Similar content being viewed by others
Explore related subjects
Discover the latest articles, news and stories from top researchers in related subjects.Avoid common mistakes on your manuscript.
1 Introduction
At the present time, we have a massive amount of data on the social websites, and finding the appropriate resource based on the user’s preferences is getting more attention Milicevic et al. [20] and Fang et al. [9]. According to Twitter recent statistics, we have more than 329 million users, and 930 million people are using WhatsApp with more than 340 million active daily users. Researchers started to employ social tagging known as Folksonomy to solve the problem of finding the suitable resource for each user query according to his taste and preferences, Alhamid et al. [3], Deshpande and Karypis [6], and Doerfel et al. [8].

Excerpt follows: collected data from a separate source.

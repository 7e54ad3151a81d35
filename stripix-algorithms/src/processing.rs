//! Batch helpers that run correction and clustering over many events.
//!
//! Events are processed in parallel with rayon; results are always
//! returned in input order, so repeated runs produce identical tables.

use crate::clustering::{ClusteringState, StripClustering};
use rayon::prelude::*;
use stripix_core::{CalibrationGroup, ClusterTable, CorrectedEvent, Correction, RawEvent};

/// Un-shuffles and calibrates a batch of raw events.
#[must_use]
pub fn correct_events(
    events: &[RawEvent],
    calibration: &CalibrationGroup,
    correction: Correction,
) -> Vec<CorrectedEvent> {
    events
        .par_iter()
        .map(|raw| calibration.correct(raw, correction))
        .collect()
}

/// Clusters a batch of corrected events.
///
/// Returns the cluster table in event order together with the merged
/// engine counters.
#[must_use]
pub fn cluster_events(
    events: &[CorrectedEvent],
    engine: &StripClustering,
) -> (ClusterTable, ClusteringState) {
    let per_event: Vec<_> = events
        .par_iter()
        .map(|event| {
            let mut state = ClusteringState::default();
            let clusters = engine.cluster_corrected(event, &mut state);
            (clusters, state)
        })
        .collect();

    let mut table = ClusterTable::with_capacity(per_event.len());
    let mut state = ClusteringState::default();
    for (clusters, event_state) in per_event {
        state.merge(&event_state);
        table.extend(clusters);
    }
    log::debug!(
        "clustered {} events into {} clusters",
        state.events_processed,
        state.clusters_found
    );
    (table, state)
}

/// Calibrates and clusters a batch of raw events.
#[must_use]
pub fn process_events(
    events: &[RawEvent],
    calibration: &CalibrationGroup,
    engine: &StripClustering,
) -> (ClusterTable, ClusteringState) {
    let corrected = correct_events(events, calibration, Correction::Signal);
    cluster_events(&corrected, engine)
}

#[cfg(test)]
mod tests {
    use super::*;
    use stripix_core::{ChannelCalibration, ClusteringConfig};

    #[test]
    fn test_correct_events_keeps_order() {
        let events: Vec<RawEvent> = (0..50)
            .map(|i| RawEvent::new(i, vec![i as u16; 128]))
            .collect();
        let calibration = CalibrationGroup::new(vec![ChannelCalibration::default(); 128]);
        let corrected = correct_events(&events, &calibration, Correction::Signal);
        for (i, event) in corrected.iter().enumerate() {
            assert_eq!(event.index, i);
            assert!(event.values.iter().all(|&v| (v - i as f64).abs() < f64::EPSILON));
        }
    }

    #[test]
    fn test_cluster_events_in_event_order() {
        let events: Vec<CorrectedEvent> = (0..20)
            .map(|i| {
                let mut values = vec![0.0; 128];
                values[i * 3 + 10] = 100.0;
                CorrectedEvent::new(i, values)
            })
            .collect();
        let engine = StripClustering::new(ClusteringConfig::new().with_common_mode(None)).unwrap();
        let (table, state) = cluster_events(&events, &engine);

        assert_eq!(table.len(), 20);
        assert_eq!(state.events_processed, 20);
        let numbers: Vec<usize> = table.iter().map(|c| c.event).collect();
        assert_eq!(numbers, (1..=20).collect::<Vec<_>>());
    }
}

Users of Folksonomy are not tied to specific hierarchy or structure, they are permitted to use any word or a combination of multiple words to describe and annotate resources Huang et al. [14], Pirolli and Kairam [22] and Hossain et al. [13]. Due to that flexibility in Folksonomy, it can be used as good tool to organize and share resources on the web see Fig. 1.
Some studies, Yang et al. [27] analyzed social media and mainly the tags initiated by a number of users and discovered that a pile of media tags has enough information to identify and label the key ideas of content in the media. Therefore studying collaborative tagging –Folksonomy– as a tool to improve personalization in social media recommendation is very crucial. Keyword query is the most dominant search pattern in most websites, due to its easiness and efficiency. But most users of different domains might have different view and understanding for the same item or tag Yang et al. [27]. This triggers the need for a tag-based personalized search to answer the search query according to each user’s taste. Therefore Google, Ping and other search engines have shifted towards the personalized search in their algorithms.
The work done in this paper, explore the social collaborative tagging as a means to expand and enhance the social media recommendation. In this model we are trying to throw the questions below:
-
Question A. How to propose users with proper tags during annotation/recommendation process?
-
Question C. How to achieve different weight score for each searched item?
Most of the researchers tried to answer one of these questions but not both of them at the same time in their proposed models. Mainly they are trying to compute the tag-tag similarity, item-tem similarity and user-user similarity. The missing factor is to combine all these similarities and to consider the situation where there are no enough tags, or the new users who just joined the social media site or community. Even though Folksonomy is a good tool for personalized search, it suffers some restrictions and limitation. The problem arises when we have items annotated with few tags or we have new users who never tagged any items in the past, this problem is known as cold start users/items. To deal with this limitation we need to combine or aggregate all users and items whenever we compute the item or the tag weight. Another limitation occurs when some users label an item with precise tag while other users use a generic tag. Some users use vague or unclear tags which results in synonymous tags.
Enriching media recommendation through social collaborative tagging is the goal of this work. We compute first the tag-item weight model with respect to similar tags and the user-item weight model with respect to similar items. Then we combine both weights to answer the user query according to his preferences, so we have a personalized result query.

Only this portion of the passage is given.